The Basics of Git

An interactive introduction to Git and Github

Sponsored by the OpenSource Club

What you should have with you

  • A computer
  • Access to a Unix-based terminal
  • Git installed check with `git --version`
  • A Github account

Installing git

DistroCommand
Debian-based#apt-get install git
Redhat-based based#yum install git
Fedora(22 and on)#dnf install git
Arch#pacman -S git
Gentoo#emerge dev-vcs/git
OS Command
Mac $git #then follow instructions
Windows http://git-scm.com/download/win

Signing up with GitHub

https://github.com

Traditional approach to Git

Git is quicksaving

Git as quicksaving

CommitSave
BranchesDifferent choices
RemotesSaves from other people

Where the analogy breaks

  • Saves(commits) are easily combined with the saves(commits) from other choices
  • People are usually sharing their saves(commits)
  • You have to specify what to save

Let's start using Git

  1. make a directory for today's repos $mkdir git_talk_repos
  2. go to this directory $cd git_talk_repos
  3. Fork the repo at github.com/octocat/Spoon-Knife on the website GitHub
  4. Clone the repository to your copy git clone https://github.com/userName/Spoon-Knife.git
  5. Add the remote "upstream" to your local version git remote add upstream https://github.com/octocat/Spoon-Knife.git

What did we just do?

  • Forking
  • Cloning
  • Remotes

Forking

You (generally) can't write to repos you don't own on Github. Forking gives you a version of the code also on Github that you can maintain and modify

Cloning

Cloning puts the project on your computer and allows you to commnicate with the repo you cloned.

Remotes

different sources from which you get your code. Generally if you've forked a project you'll need to get more up to date versions of the code from the original repo (usually the upstream remote).

Visualizing Git

A repo is represented as a graph

     A--B--C--D topic                       A--B--C--D topic
    /                       -->            /          \
E--F--G--H--I--J master                E--F--G--H--I---J master
						

Each letter represents a commit, and different lines represent different branches

remotes

origin                                  upstream

     A--B--C--D topic HEAD                     
    /                                          
E--F--G--H--I master                    E--F--G--H--I--J--K master

refs
|
>---remotes
    |
    >---origin
    |   |
    |   >---master
    |   >---topic
    |   >---HEAD
    |
    >---upstream
    |   |
    |   >---master
						

Info from remotes is stored locally, and is udpated using git fetch.

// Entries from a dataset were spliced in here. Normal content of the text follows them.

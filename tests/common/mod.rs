//! Shared helpers for integration tests

#![allow(dead_code)]

use std::path::PathBuf;
use std::sync::{Arc, Mutex};

use async_trait::async_trait;
use serde_json::Value;

use variant_annotator::{Annotator, AnnotatorConfig, JsonTransport, TransportError};

pub const VV_REFSEQ: &str = "https://rest.variantvalidator.org/VariantValidator/variantvalidator/";
pub const VV_ENSEMBL: &str =
    "https://rest.variantvalidator.org/VariantValidator/variantvalidator_ensembl/";
pub const VEP_GRCH38: &str = "https://rest.ensembl.org/vep/human/hgvs/";
pub const VEP_GRCH37: &str = "https://grch37.rest.ensembl.org/vep/human/hgvs/";

/// Load a JSON fixture from `tests/fixtures/`
pub fn fixture(name: &str) -> Value {
    let path = PathBuf::from(env!("CARGO_MANIFEST_DIR"))
        .join("tests/fixtures")
        .join(name);
    let content = std::fs::read_to_string(&path)
        .unwrap_or_else(|e| panic!("Failed to read fixture {}: {}", path.display(), e));
    serde_json::from_str(&content)
        .unwrap_or_else(|e| panic!("Failed to parse fixture {}: {}", path.display(), e))
}

/// Transport that answers from a list of URL-prefix routes and records every
/// requested URL.
#[derive(Default)]
pub struct MockTransport {
    routes: Mutex<Vec<(String, Result<Value, TransportError>)>>,
    calls: Mutex<Vec<String>>,
}

impl MockTransport {
    pub fn new() -> Arc<Self> {
        Arc::new(Self::default())
    }

    /// Answer requests starting with `prefix` with `body`
    pub fn respond(&self, prefix: &str, body: Value) -> &Self {
        self.routes
            .lock()
            .unwrap()
            .push((prefix.to_string(), Ok(body)));
        self
    }

    /// Fail requests starting with `prefix` with `error`
    pub fn fail(&self, prefix: &str, error: TransportError) -> &Self {
        self.routes
            .lock()
            .unwrap()
            .push((prefix.to_string(), Err(error)));
        self
    }

    /// URLs requested so far, in order
    pub fn calls(&self) -> Vec<String> {
        self.calls.lock().unwrap().clone()
    }

    /// Number of requests whose URL starts with `prefix`
    pub fn calls_to(&self, prefix: &str) -> usize {
        self.calls()
            .iter()
            .filter(|url| url.starts_with(prefix))
            .count()
    }
}

#[async_trait]
impl JsonTransport for MockTransport {
    async fn get_json(&self, url: &str) -> Result<Value, TransportError> {
        self.calls.lock().unwrap().push(url.to_string());
        self.routes
            .lock()
            .unwrap()
            .iter()
            .find(|(prefix, _)| url.starts_with(prefix.as_str()))
            .map(|(_, response)| response.clone())
            .unwrap_or_else(|| {
                Err(TransportError::Status {
                    status: 404,
                    body: format!("no mock route for {}", url),
                })
            })
    }
}

/// Annotator with the default configuration wired to `transport`
pub fn annotator(transport: &Arc<MockTransport>) -> Annotator {
    annotator_with(transport, &AnnotatorConfig::default())
}

/// Annotator with `config` wired to `transport`
pub fn annotator_with(transport: &Arc<MockTransport>, config: &AnnotatorConfig) -> Annotator {
    Annotator::new(transport.clone(), config)
}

What's on your computer vs what's on the server

One good question is what differentiates your repository on your computer from the remotes you interact with? The two are different:

  • Remote repos: are bare
  • Local repos: have a HEAD and working tree

HEAD: the commit where you are

Common Git commands

  • git add
  • git rm
  • git commit
  • git fetch
  • git merge
  • git pull
  • git rebase

Git add

$git add <file>

Adds a modified or new file to be staged in order to be committed.

$git status
Changes not staged for commit:
  (use "git add <file>..." to update what will be committed)
  (use "git checkout -- <file>..." to discard changes in working directory)

	modified:   index.html

						
$git add index.html; git status;
						
On branch master
Your branch is up-to-date with 'origin/master'.
Changes to be committed:
  (use "git reset HEAD <file>..." to unstage)

	modified:   index.html
						

Git rm

$git rm <file>

Stages a file to be removed in the next commit.

$ls
unnecessary_file   src/    README.md
$git status
On branch master
nothing to commit, working directory clean
$git rm unnecessary_file
rm 'unnecessary_file'
$git status
Changes to be committed:
   (use "git reset HEAD <file>..." to unstage)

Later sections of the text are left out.